Predicting when and where crime will occur poses a particularly interesting data challenge. Crime data is sparse, often has complex internal dependencies, and may be affected by many different types of features, including weather, city infrastructure, population demographics, public events, and government policy. Jorie Koster-Hale shares an approach using a combination of open source data, machine learning, time series modeling, and geostatistics to determine where crime will occur, what predicts it, and what we can do to prevent it in the future. The approach offers a way to deal with datasets that are not straightforwardly amenable to classic ML techniques, including those with spatial and temporal dependencies and sparse coding.

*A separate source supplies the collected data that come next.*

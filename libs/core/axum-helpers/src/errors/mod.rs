pub mod codes;
pub mod handlers;
pub mod responses;

pub use codes::ErrorCode;

use axum::{
    Json,
    extract::rejection::{JsonRejection, QueryRejection},
    http::StatusCode,
    response::{IntoResponse, Response},
};
use sea_orm::{DbErr, SqlErr};
use serde::Serialize;
use thiserror::Error;
use utoipa::ToSchema;
use uuid::Error as UuidError;
use validator::ValidationErrors;

/// Standard error response structure.
///
/// ```json
/// {
///   "code": 1007,
///   "error": "BAD_REQUEST",
///   "message": "User already exists",
///   "details": null
/// }
/// ```
#[derive(Debug, Serialize, ToSchema)]
pub struct ErrorResponse {
    /// Integer error code for logging and monitoring
    pub code: i32,
    /// Machine-readable error identifier
    pub error: String,
    /// Human-readable error message
    pub message: String,
    /// Optional structured details (e.g. validation field errors)
    #[serde(skip_serializing_if = "Option::is_none")]
    pub details: Option<serde_json::Value>,
}

impl ErrorResponse {
    pub fn new(code: ErrorCode, message: impl Into<String>) -> Self {
        Self {
            code: code.code(),
            error: code.as_str().to_string(),
            message: message.into(),
            details: None,
        }
    }

    pub fn with_details(mut self, details: serde_json::Value) -> Self {
        self.details = Some(details);
        self
    }
}

/// Application error type that can be converted to HTTP responses.
///
/// Domain errors convert into this type so every endpoint answers with
/// the same [`ErrorResponse`] envelope.
#[derive(Debug, Error)]
#[non_exhaustive]
pub enum AppError {
    #[error("Database error: {0}")]
    Database(#[from] DbErr),

    #[error("JSON extraction error: {0}")]
    JsonExtractorRejection(#[from] JsonRejection),

    #[error("Query extraction error: {0}")]
    QueryExtractorRejection(#[from] QueryRejection),

    #[error("Validation error: {0}")]
    ValidationError(#[from] ValidationErrors),

    #[error("UUID error: {0}")]
    UuidError(#[from] UuidError),

    #[error("Bad Request: {0}")]
    BadRequest(String),

    #[error("Unauthorized: {0}")]
    Unauthorized(String),

    #[error("Not Found: {0}")]
    NotFound(String),

    #[error("Internal Server Error: {0}")]
    InternalServerError(String),

    #[error("Service Unavailable: {0}")]
    ServiceUnavailable(String),
}

impl AppError {
    fn parts(self) -> (StatusCode, ErrorResponse) {
        match self {
            AppError::Database(e) => map_db_error(&e),
            AppError::JsonExtractorRejection(e) => {
                tracing::warn!(error_code = ErrorCode::JsonExtraction.code(), "JSON extraction error: {:?}", e);
                (e.status(), ErrorResponse::new(ErrorCode::JsonExtraction, e.body_text()))
            }
            AppError::QueryExtractorRejection(e) => {
                tracing::warn!(error_code = ErrorCode::JsonExtraction.code(), "Query extraction error: {:?}", e);
                (e.status(), ErrorResponse::new(ErrorCode::JsonExtraction, e.body_text()))
            }
            AppError::ValidationError(e) => {
                tracing::info!(error_code = ErrorCode::ValidationError.code(), "Validation error: {:?}", e);
                let details = serde_json::to_value(&e).unwrap_or(serde_json::Value::Null);
                (
                    StatusCode::BAD_REQUEST,
                    ErrorResponse::new(
                        ErrorCode::ValidationError,
                        ErrorCode::ValidationError.default_message(),
                    )
                    .with_details(details),
                )
            }
            AppError::UuidError(e) => {
                tracing::warn!(error_code = ErrorCode::InvalidUuid.code(), "UUID error: {:?}", e);
                (
                    StatusCode::BAD_REQUEST,
                    ErrorResponse::new(ErrorCode::InvalidUuid, ErrorCode::InvalidUuid.default_message()),
                )
            }
            AppError::BadRequest(msg) => {
                tracing::info!("Bad request: {}", msg);
                (StatusCode::BAD_REQUEST, ErrorResponse::new(ErrorCode::BadRequest, msg))
            }
            AppError::Unauthorized(msg) => {
                tracing::info!("Unauthorized: {}", msg);
                (StatusCode::UNAUTHORIZED, ErrorResponse::new(ErrorCode::Unauthorized, msg))
            }
            AppError::NotFound(msg) => {
                tracing::info!(error_code = ErrorCode::NotFound.code(), "Not found: {}", msg);
                (StatusCode::NOT_FOUND, ErrorResponse::new(ErrorCode::NotFound, msg))
            }
            AppError::InternalServerError(msg) => {
                tracing::error!(error_code = ErrorCode::InternalError.code(), "Internal server error: {}", msg);
                (
                    StatusCode::INTERNAL_SERVER_ERROR,
                    ErrorResponse::new(ErrorCode::InternalError, ErrorCode::InternalError.default_message()),
                )
            }
            AppError::ServiceUnavailable(msg) => {
                tracing::warn!("Service unavailable: {}", msg);
                (
                    StatusCode::SERVICE_UNAVAILABLE,
                    ErrorResponse::new(ErrorCode::ServiceUnavailable, msg),
                )
            }
        }
    }
}

impl IntoResponse for AppError {
    fn into_response(self) -> Response {
        let (status, body) = self.parts();
        (status, Json(body)).into_response()
    }
}

/// Constraint violations are the client's fault; everything else is ours.
fn map_db_error(error: &DbErr) -> (StatusCode, ErrorResponse) {
    match error.sql_err() {
        Some(SqlErr::UniqueConstraintViolation(detail)) => {
            tracing::info!(error_code = ErrorCode::DatabaseConstraint.code(), "Unique constraint violation: {}", detail);
            (
                StatusCode::BAD_REQUEST,
                ErrorResponse::new(ErrorCode::DatabaseConstraint, "Record already exists"),
            )
        }
        Some(SqlErr::ForeignKeyConstraintViolation(detail)) => {
            tracing::info!(error_code = ErrorCode::DatabaseConstraint.code(), "Foreign key violation: {}", detail);
            (
                StatusCode::BAD_REQUEST,
                ErrorResponse::new(ErrorCode::DatabaseConstraint, "Referenced record does not exist"),
            )
        }
        _ => {
            tracing::error!(error_code = ErrorCode::DatabaseError.code(), "Database error: {:?}", error);
            (
                StatusCode::INTERNAL_SERVER_ERROR,
                ErrorResponse::new(ErrorCode::DatabaseError, ErrorCode::DatabaseError.default_message()),
            )
        }
    }
}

The project leverages a variety of public datasets, including police reports released by the US National Institute of Justice, the US census, Foursquare, newspapers, and the weather. Jorie explains how to merge, visualize, model, and deploy this type of multidimensional data, specifically by engineering spatial features using PostGIS and spatial mapping and employing targeted statistical techniques (e.g., Bayesian time series decomposition and spatial kriging), dimensionality reduction (e.g., PCA), and machine learning (e.g., XGBoost and artificial neural nets) to predict future crime. This combination is more effective at predicting future crime than any of these techniques alone (capturing up to 95% of crime hot spots). The model is deployed using a public REST API, allowing real-time modeling of crime hot spots in the next week.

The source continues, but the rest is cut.